В 30-е годы я был учеником М. А. Лифшица и придерживался его взглядов, несколько более сложных, чем общепринятые: Бальзак был великим обличителем буржуазного общества благодаря своим реакционным взглядам.
Аристократические и католические симпатии освобождали его от буржуазных иллюзий, делали независимым от буржуазной идеологии. Таким образом, ретроградная идеология, не получая никаких политических извинений, могла быть признана теоретически плодотворной (по крайней мере, в известных пределах, – как точка зрения, с которой что-то хорошо смотрится). Вот модель, которую мне тогда показалось возможным приложить к делу. Надо было показать, как истина «Записок» (хотя и высказанная в «ретроградной» форме) оказалась толчком для развития художника, как она помогла ему сделать «шаг вперед в художественном развитии человечества». Я взялся за работу со страстью и написал, помимо доклада о «Записках», еще введение, разросшееся в особый доклад – о творчестве Достоевского в целом. Там было много разных идей, но на руководителя семинара Н. А. Глаголева и на кафедру русской литературы (возглавляемую тогда А. М. Еголиным) самое большое (и неприятное) впечатление произвела попытка добросовестно опровергнуть те взгляды на творчество Достоевского, которые я считал упрощенными и неправильными, в том числе взгляды Горького.
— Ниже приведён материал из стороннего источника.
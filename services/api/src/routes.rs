use crate::infra::AppState;
use axum::http::{header, StatusCode};
use axum::response::IntoResponse;
use axum::Extension;
use axum::Json;
use serde_json::json;
use std::sync::Arc;
use subsidy_forecast::workflows::forecast::{forecast_router, ForecastService};

pub(crate) fn with_forecast_routes(service: Arc<ForecastService>) -> axum::Router {
    forecast_router(service)
        .route("/health", axum::routing::get(healthcheck))
        .route("/ready", axum::routing::get(readiness_endpoint))
        .route("/metrics", axum::routing::get(metrics_endpoint))
}

pub(crate) async fn healthcheck() -> Json<serde_json::Value> {
    Json(json!({ "status": "ok" }))
}

pub(crate) async fn readiness_endpoint(Extension(state): Extension<AppState>) -> impl IntoResponse {
    let ready = state.readiness.load(std::sync::atomic::Ordering::Relaxed);
    let status = if ready {
        StatusCode::OK
    } else {
        StatusCode::SERVICE_UNAVAILABLE
    };

    let payload = if ready {
        json!({ "status": "ready" })
    } else {
        json!({ "status": "initializing" })
    };

    (status, Json(payload))
}

pub(crate) async fn metrics_endpoint(Extension(state): Extension<AppState>) -> impl IntoResponse {
    (
        StatusCode::OK,
        [(header::CONTENT_TYPE, "text/plain; version=0.0.4")],
        state.metrics.render(),
    )
}

#[cfg(test)]
mod tests {
    use super::*;
    use axum::body::{to_bytes, Body};
    use axum::http::Request;
    use metrics_exporter_prometheus::PrometheusBuilder;
    use serde_json::Value;
    use std::sync::atomic::AtomicBool;
    use subsidy_forecast::workflows::forecast::ForecastConfig;
    use tower::ServiceExt;

    fn build_router(ready: bool) -> axum::Router {
        let state = AppState {
            readiness: Arc::new(AtomicBool::new(ready)),
            metrics: Arc::new(PrometheusBuilder::new().build_recorder().handle()),
        };
        with_forecast_routes(Arc::new(ForecastService::new(ForecastConfig::default(), 1)))
            .layer(Extension(state))
    }

    async fn get(router: axum::Router, uri: &str) -> (StatusCode, Vec<u8>) {
        let response = router
            .oneshot(
                Request::builder()
                    .method("GET")
                    .uri(uri)
                    .body(Body::empty())
                    .expect("request"),
            )
            .await
            .expect("router dispatch");
        let status = response.status();
        let body = to_bytes(response.into_body(), 1024 * 1024)
            .await
            .expect("body");
        (status, body.to_vec())
    }

    #[tokio::test]
    async fn health_is_always_ok() {
        let (status, body) = get(build_router(false), "/health").await;
        assert_eq!(status, StatusCode::OK);
        let payload: Value = serde_json::from_slice(&body).expect("json");
        assert_eq!(payload.get("status"), Some(&json!("ok")));
    }

    #[tokio::test]
    async fn readiness_tracks_the_startup_flag() {
        let (status, body) = get(build_router(false), "/ready").await;
        assert_eq!(status, StatusCode::SERVICE_UNAVAILABLE);
        let payload: Value = serde_json::from_slice(&body).expect("json");
        assert_eq!(payload.get("status"), Some(&json!("initializing")));

        let (status, _) = get(build_router(true), "/ready").await;
        assert_eq!(status, StatusCode::OK);
    }

    #[tokio::test]
    async fn metrics_render_as_plain_text() {
        let (status, _) = get(build_router(true), "/metrics").await;
        assert_eq!(status, StatusCode::OK);
    }

    #[tokio::test]
    async fn dashboard_route_is_mounted() {
        let payload = json!({
            "attendance_csv": "Child ID,Date,Hours checked in\nJan Schakowsky,2020-09-20,8\n",
            "payment_csv": "Business Name,First name,Last name,Case number,Full days approved,Total full day rate,Total part day rate\nLil Baby Ducklings,Jan,Schakowsky,1001,2,40,20\n",
            "payment_skip_rows": 0,
        });
        let response = build_router(true)
            .oneshot(
                Request::builder()
                    .method("POST")
                    .uri("/api/v1/forecast/dashboard")
                    .header("content-type", "application/json")
                    .body(Body::from(serde_json::to_vec(&payload).expect("serialize")))
                    .expect("request"),
            )
            .await
            .expect("router dispatch");

        assert_eq!(response.status(), StatusCode::OK);
        let body = to_bytes(response.into_body(), 1024 * 1024)
            .await
            .expect("body");
        let payload: Value = serde_json::from_slice(&body).expect("json");
        assert_eq!(
            payload.pointer("/rows/0/attendance_category_label"),
            Some(&json!("Sure bet"))
        );
    }
}
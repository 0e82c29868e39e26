use subsidy_forecast_api::run;

#[tokio::main]
async fn main() {
    if let Err(err) = run().await {
        eprintln!("application error: {err}");
        std::process::exit(1);
    }
}
use std::sync::Arc;

use axum::{
    extract::State,
    http::StatusCode,
    response::{IntoResponse, Response},
    routing::post,
    Router,
};
use serde_json::json;
use tracing::warn;

use super::service::{DashboardRequest, ForecastService};

/// Router builder exposing the dashboard computation over HTTP.
pub fn forecast_router(service: Arc<ForecastService>) -> Router {
    Router::new()
        .route("/api/v1/forecast/dashboard", post(dashboard_handler))
        .with_state(service)
}

pub(crate) async fn dashboard_handler(
    State(service): State<Arc<ForecastService>>,
    axum::Json(request): axum::Json<DashboardRequest>,
) -> Response {
    match service.dashboard(request) {
        Ok(view) => (StatusCode::OK, axum::Json(view)).into_response(),
        Err(error) => {
            warn!(%error, "dashboard request rejected");
            let payload = json!({
                "error": error.to_string(),
            });
            (StatusCode::BAD_REQUEST, axum::Json(payload)).into_response()
        }
    }
}
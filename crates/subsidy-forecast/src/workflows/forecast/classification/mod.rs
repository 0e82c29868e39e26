mod policy;
mod rules;

use super::calendar::ReportingWindow;
use super::config::ForecastConfig;
use super::domain::{AttendanceCategory, ChildRecord};
use policy::decide_category;

/// Stateless classifier assigning each child row an attendance-risk category.
#[derive(Debug, Clone)]
pub struct RiskClassifier {
    config: ForecastConfig,
}

impl RiskClassifier {
    pub fn new(config: ForecastConfig) -> Self {
        Self { config }
    }

    /// Expects `record.family` to hold the case totals.
    pub fn classify(&self, record: &ChildRecord, window: &ReportingWindow) -> AttendanceCategory {
        let signals = rules::collect_signals(record, window, &self.config);
        decide_category(&signals, &self.config)
    }
}
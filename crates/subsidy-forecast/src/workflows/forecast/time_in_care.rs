use super::domain::{DayCounts, DomainError};

const PART_DAY_LIMIT: f64 = 5.0;
const FULL_DAY_LIMIT: f64 = 12.0;
const EXTENDED_DAY_LIMIT: f64 = 17.0;
const MAX_HOURS_IN_DAY: f64 = 24.0;

/// Converts a stay length into billable day units.
///
/// Stays between 12 and 17 hours earn one full day and one part day; stays of
/// 17 hours or more earn two full days.
pub fn classify_time_in_care(hours: f64) -> Result<DayCounts, DomainError> {
    if !hours.is_finite() || !(0.0..=MAX_HOURS_IN_DAY).contains(&hours) {
        return Err(DomainError { hours });
    }

    let counts = if hours < PART_DAY_LIMIT {
        DayCounts::new(0, 1)
    } else if hours <= FULL_DAY_LIMIT {
        DayCounts::new(1, 0)
    } else if hours < EXTENDED_DAY_LIMIT {
        DayCounts::new(1, 1)
    } else {
        DayCounts::new(2, 0)
    };

    Ok(counts)
}

#[cfg(test)]
mod tests {
    use super::*;

    fn counts(hours: f64) -> (u32, u32) {
        let counts = classify_time_in_care(hours).expect("hours within range");
        (counts.full_days, counts.part_days)
    }

    #[test]
    fn short_stays_count_as_part_days() {
        assert_eq!(counts(0.0), (0, 1));
        assert_eq!(counts(3.0 + 34.0 / 60.0), (0, 1));
        assert_eq!(counts(4.99), (0, 1));
    }

    #[test]
    fn standard_stays_count_as_full_days() {
        assert_eq!(counts(5.0), (1, 0));
        assert_eq!(counts(10.0 + 26.0 / 60.0), (1, 0));
        assert_eq!(counts(12.0), (1, 0));
    }

    #[test]
    fn extended_stays_earn_both_units() {
        assert_eq!(counts(12.01), (1, 1));
        assert_eq!(counts(13.75), (1, 1));
        assert_eq!(counts(16.99), (1, 1));
    }

    #[test]
    fn overnight_stays_earn_two_full_days() {
        assert_eq!(counts(17.0), (2, 0));
        assert_eq!(counts(20.9), (2, 0));
        assert_eq!(counts(24.0), (2, 0));
    }

    #[test]
    fn out_of_range_hours_are_rejected() {
        assert_eq!(
            classify_time_in_care(24.5),
            Err(DomainError { hours: 24.5 })
        );
        assert!(classify_time_in_care(-1.0).is_err());
        assert!(classify_time_in_care(f64::NAN).is_err());
    }

    #[test]
    fn no_stay_earns_more_than_two_units() {
        let mut hours = 0.0;
        while hours <= 24.0 {
            let counts = classify_time_in_care(hours).expect("in range");
            assert!(counts.full_days + counts.part_days <= 2, "{hours} hours");
            hours += 0.25;
        }
    }
}
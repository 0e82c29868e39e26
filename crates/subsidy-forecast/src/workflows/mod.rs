pub mod forecast;
pub mod ingest;
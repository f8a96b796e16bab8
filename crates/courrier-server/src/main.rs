//! # courrier-server
//!
//! Relay server for end-to-end protected chat messages and small file
//! attachments. This binary provides:
//! - **Ingest pipeline**: validation, compression + encryption, durable
//!   persistence, relay publication
//! - **Relay consumers** for the attachment and notification queues
//! - **Realtime hub** pushing `"ReceiveMessage"` events to connected
//!   sessions (best-effort, never buffered)
//! - **REST API** (axum) for sending, uploading, downloading and history

mod api;
mod config;
mod consumers;
mod error;
mod history;
mod hub;
mod pipeline;

use std::sync::{Arc, Mutex};

use tracing::info;
use tracing_subscriber::EnvFilter;

use courrier_relay::Broker;
use courrier_shared::constants::{QUEUE_ATTACHMENTS, QUEUE_NOTIFICATIONS};
use courrier_store::Database;

use crate::api::AppState;
use crate::config::ServerConfig;
use crate::consumers::{run_attachment_consumer, run_notification_consumer};
use crate::hub::SessionRegistry;
use crate::pipeline::IngestPipeline;

#[tokio::main]
async fn main() -> anyhow::Result<()> {
    // -----------------------------------------------------------------------
    // 1. Initialize tracing (respects RUST_LOG env var)
    // -----------------------------------------------------------------------
    tracing_subscriber::fmt()
        .with_env_filter(
            EnvFilter::try_from_default_env()
                .unwrap_or_else(|_| EnvFilter::new("info,courrier_server=debug")),
        )
        .init();

    info!("Starting Courrier server v{}", env!("CARGO_PKG_VERSION"));

    // -----------------------------------------------------------------------
    // 2. Load configuration
    // -----------------------------------------------------------------------
    let config = ServerConfig::from_env();
    info!(?config, "Loaded configuration");

    // -----------------------------------------------------------------------
    // 3. Initialize subsystems
    // -----------------------------------------------------------------------
    let db = Arc::new(Mutex::new(Database::open_at(&config.db_path)?));

    let broker = Arc::new(Broker::new());
    broker.declare(QUEUE_ATTACHMENTS);
    broker.declare(QUEUE_NOTIFICATIONS);

    let hub = SessionRegistry::new();

    let pipeline = IngestPipeline::new(
        Arc::clone(&db),
        Arc::clone(&broker),
        config.master_key,
        config.max_payload_size,
    );

    // -----------------------------------------------------------------------
    // 4. Spawn the relay consumers
    // -----------------------------------------------------------------------
    let attachment_task = tokio::spawn(run_attachment_consumer(
        broker.consume(QUEUE_ATTACHMENTS)?,
        Arc::clone(&db),
        config.master_key,
    ));
    let notification_task = tokio::spawn(run_notification_consumer(
        broker.consume(QUEUE_NOTIFICATIONS)?,
        hub.clone(),
    ));

    let state = AppState {
        pipeline,
        db,
        hub,
        key: config.master_key,
        config: Arc::new(config.clone()),
    };

    // -----------------------------------------------------------------------
    // 5. Run the HTTP API server (blocks until shutdown)
    // -----------------------------------------------------------------------
    tokio::select! {
        result = api::serve(state, config.http_addr) => {
            if let Err(e) = result {
                tracing::error!(error = %e, "HTTP server failed");
                return Err(e);
            }
        }
        _ = tokio::signal::ctrl_c() => {
            info!("Received Ctrl+C, shutting down");
        }
    }

    // Stop intake; in-flight consumer handlers run to completion.
    broker.shutdown();
    attachment_task.await?;
    notification_task.await?;

    info!("Courrier server stopped");
    Ok(())
}
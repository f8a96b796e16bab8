use thiserror::Error;

/// Errors produced by the relay layer.
#[derive(Error, Debug)]
pub enum RelayError {
    /// Publish or consume against a queue that was never declared.
    #[error("Unknown queue: {0}")]
    UnknownQueue(String),

    /// The consuming side of the queue is gone.
    #[error("Queue closed: {0}")]
    QueueClosed(String),

    /// A queue supports exactly one in-process consumer.
    #[error("Queue already has a consumer: {0}")]
    AlreadyConsuming(String),
}
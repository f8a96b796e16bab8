//! # courrier-store
//!
//! Durable persistence for chat messages and attachment blobs, backed by
//! SQLite. The crate exposes a synchronous [`Database`] handle wrapping a
//! `rusqlite::Connection` with typed helpers for the two record kinds.
//!
//! The store is the durability mechanism of the whole system: a record
//! inserted here is immediately visible to subsequent reads in the same
//! process, and nothing in the core ever updates or deletes it.

pub mod attachments;
pub mod database;
pub mod messages;
pub mod migrations;

mod error;

pub use database::Database;
pub use error::StoreError;
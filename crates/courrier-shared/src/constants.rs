/// XChaCha20-Poly1305 nonce size in bytes
pub const NONCE_SIZE: usize = 24;

/// Symmetric key size in bytes (for XChaCha20-Poly1305)
pub const SYMMETRIC_KEY_SIZE: usize = 32;

/// Maximum ingested payload size in bytes (1 MiB), applies to message
/// bodies and attachment files alike
pub const MAX_PAYLOAD_SIZE: usize = 1024 * 1024;

/// File extensions accepted for attachment uploads (lowercase, with dot)
pub const ALLOWED_ATTACHMENT_EXTENSIONS: &[&str] = &[".pdf", ".doc", ".docx", ".txt"];

/// Relay queue carrying raw attachment bytes
pub const QUEUE_ATTACHMENTS: &str = "attachments";

/// Relay queue carrying chat notifications
pub const QUEUE_NOTIFICATIONS: &str = "notifications";

/// Realtime event name pushed to a recipient's live sessions
pub const EVENT_RECEIVE_MESSAGE: &str = "ReceiveMessage";

/// Default HTTP API port
pub const DEFAULT_HTTP_PORT: u16 = 8080;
Мои аргументы были не хуже, чем доводы Фетюковича в защиту Мити Карамазова. Но в обоих случаях присяжные оставались глухи. Их вердикт выразил Шамориков (один из участников заседания кафедры, в то время аспирант): «Если даже Горький ошибался, нам об этом не следует говорить». Я встал, набрал полные легкие воздуха и, громко хлопнув дверью, вышел.
Интеллектуальное потрясение, заставившее меня штурмовать ветряные мельницы, началось, как я уже говорил, с «Подполья». Это впечатление слилось с другими – от теории Раскольникова, от бунта Ивана Карамазова, от попыток Кириллова победить смерть и от сна, который Версилов рассказывает Подростку, – в один ком, который ворочался в моей груди и заставлял вскакивать в два часа ночи и записывать новые мысли «со страстью и почти со слезами». Что касается второй части «Записок», «По поводу мокрого снега», то я умом понимал ее важность как дополнения к «Подполью», но эстетически вторая часть меня скорее отталкивала. И не с отвлеченной эстетической точки зрения, а с точки зрения эстетики самого Достоевского – эстетики его романа. Чтение романа Достоевского – даже такого мрачного по колориту, как «Бесы», – всегда производило на меня впечатление катарсиса. Погружаясь вместе с Достоевским в тьму человеческих отношений, я привык ждать вспышки света. Нравственная тьма сгущается до черты – и вдруг свет. Какая-то искра в глазах полубезумного Кириллова. Или, лучше всего, – к Шатову приезжает жена. И неожиданный, после всех перипетий с «нашими», взрыв любви-сострадания. В этом основа впечатления, которое Достоевский на меня производит. И с этой точки зрения «По поводу мокрого снега» – недоразвиток, куколка, из которой так и не родилась бабочка.